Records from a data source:
//! Media kind classification by file extension.

use serde::{Deserialize, Serialize};

/// Image extensions accepted by the upload allow-list.
pub const IMAGE_EXTENSIONS: &[&str] = &["png", "jpg", "jpeg", "gif", "bmp", "webp", "heic"];

/// Video extensions accepted by the upload allow-list.
pub const VIDEO_EXTENSIONS: &[&str] = &["mp4", "mov", "avi", "mkv"];

/// Kind of a media item, derived from its file extension.
#[derive(Debug, Clone, Copy, PartialEq, Eq, Serialize, Deserialize)]
#[serde(rename_all = "lowercase")]
pub enum MediaKind {
    /// Still image (including HEIC, which is converted to JPEG on upload).
    Image,
    /// Video clip; gets a derived JPEG thumbnail.
    Video,
}

impl MediaKind {
    /// Classify an extension. Returns `None` for extensions outside the
    /// allow-list.
    #[must_use]
    pub fn from_extension(ext: &str) -> Option<Self> {
        let ext = ext.to_lowercase();
        if IMAGE_EXTENSIONS.contains(&ext.as_str()) {
            Some(Self::Image)
        } else if VIDEO_EXTENSIONS.contains(&ext.as_str()) {
            Some(Self::Video)
        } else {
            None
        }
    }

    /// Classify a filename by its extension.
    #[must_use]
    pub fn from_filename(filename: &str) -> Option<Self> {
        extension_of(filename).as_deref().and_then(Self::from_extension)
    }
}

/// Lowercased extension of a filename, if it has one.
#[must_use]
pub fn extension_of(filename: &str) -> Option<String> {
    let (_, ext) = filename.rsplit_once('.')?;
    if ext.is_empty() {
        None
    } else {
        Some(ext.to_lowercase())
    }
}

/// MIME type for a filename, by extension.
#[must_use]
pub fn mime_type_of(filename: &str) -> &'static str {
    match extension_of(filename).as_deref() {
        Some("jpg" | "jpeg") => "image/jpeg",
        Some("png") => "image/png",
        Some("gif") => "image/gif",
        Some("bmp") => "image/bmp",
        Some("webp") => "image/webp",
        Some("heic") => "image/heic",
        Some("mp4") => "video/mp4",
        Some("mov") => "video/quicktime",
        Some("avi") => "video/x-msvideo",
        Some("mkv") => "video/x-matroska",
        _ => "application/octet-stream",
    }
}

#[cfg(test)]
mod tests {
    use super::*;

    #[test]
    fn test_classify_extensions() {
        assert_eq!(MediaKind::from_extension("jpg"), Some(MediaKind::Image));
        assert_eq!(MediaKind::from_extension("HEIC"), Some(MediaKind::Image));
        assert_eq!(MediaKind::from_extension("mkv"), Some(MediaKind::Video));
        assert_eq!(MediaKind::from_extension("exe"), None);
    }

    #[test]
    fn test_classify_filenames() {
        assert_eq!(
            MediaKind::from_filename("abc123.MOV"),
            Some(MediaKind::Video)
        );
        assert_eq!(MediaKind::from_filename("noextension"), None);
        assert_eq!(MediaKind::from_filename("trailingdot."), None);
    }

    #[test]
    fn test_mime_types() {
        assert_eq!(mime_type_of("a.jpeg"), "image/jpeg");
        assert_eq!(mime_type_of("a.mp4"), "video/mp4");
        assert_eq!(mime_type_of("a.unknown"), "application/octet-stream");
    }
}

> Work task
Your reply should hold all the entries, each repeated without a single change.

> Written response
//! Media kind classification by file extension.

use serde::{Deserialize, Serialize};

/// Image extensions accepted by the upload allow-list.
pub const IMAGE_EXTENSIONS: &[&str] = &["png", "jpg", "jpeg", "gif", "bmp", "webp", "heic"];

/// Video extensions accepted by the upload allow-list.
pub const VIDEO_EXTENSIONS: &[&str] = &["mp4", "mov", "avi", "mkv"];

/// Kind of a media item, derived from its file extension.
#[derive(Debug, Clone, Copy, PartialEq, Eq, Serialize, Deserialize)]
#[serde(rename_all = "lowercase")]
pub enum MediaKind {
    /// Still image (including HEIC, which is converted to JPEG on upload).
    Image,
    /// Video clip; gets a derived JPEG thumbnail.
    Video,
}

impl MediaKind {
    /// Classify an extension. Returns `None` for extensions outside the
    /// allow-list.
    #[must_use]
    pub fn from_extension(ext: &str) -> Option<Self> {
        let ext = ext.to_lowercase();
        if IMAGE_EXTENSIONS.contains(&ext.as_str()) {
            Some(Self::Image)
        } else if VIDEO_EXTENSIONS.contains(&ext.as_str()) {
            Some(Self::Video)
        } else {
            None
        }
    }

    /// Classify a filename by its extension.
    #[must_use]
    pub fn from_filename(filename: &str) -> Option<Self> {
        extension_of(filename).as_deref().and_then(Self::from_extension)
    }
}

/// Lowercased extension of a filename, if it has one.
#[must_use]
pub fn extension_of(filename: &str) -> Option<String> {
    let (_, ext) = filename.rsplit_once('.')?;
    if ext.is_empty() {
        None
    } else {
        Some(ext.to_lowercase())
    }
}

/// MIME type for a filename, by extension.
#[must_use]
pub fn mime_type_of(filename: &str) -> &'static str {
    match extension_of(filename).as_deref() {
        Some("jpg" | "jpeg") => "image/jpeg",
        Some("png") => "image/png",
        Some("gif") => "image/gif",
        Some("bmp") => "image/bmp",
        Some("webp") => "image/webp",
        Some("heic") => "image/heic",
        Some("mp4") => "video/mp4",
        Some("mov") => "video/quicktime",
        Some("avi") => "video/x-msvideo",
        Some("mkv") => "video/x-matroska",
        _ => "application/octet-stream",
    }
}

#[cfg(test)]
mod tests {
    use super::*;

    #[test]
    fn test_classify_extensions() {
        assert_eq!(MediaKind::from_extension("jpg"), Some(MediaKind::Image));
        assert_eq!(MediaKind::from_extension("HEIC"), Some(MediaKind::Image));
        assert_eq!(MediaKind::from_extension("mkv"), Some(MediaKind::Video));
        assert_eq!(MediaKind::from_extension("exe"), None);
    }

    #[test]
    fn test_classify_filenames() {
        assert_eq!(
            MediaKind::from_filename("abc123.MOV"),
            Some(MediaKind::Video)
        );
        assert_eq!(MediaKind::from_filename("noextension"), None);
        assert_eq!(MediaKind::from_filename("trailingdot."), None);
    }

    #[test]
    fn test_mime_types() {
        assert_eq!(mime_type_of("a.jpeg"), "image/jpeg");
        assert_eq!(mime_type_of("a.mp4"), "video/mp4");
        assert_eq!(mime_type_of("a.unknown"), "application/octet-stream");
    }
}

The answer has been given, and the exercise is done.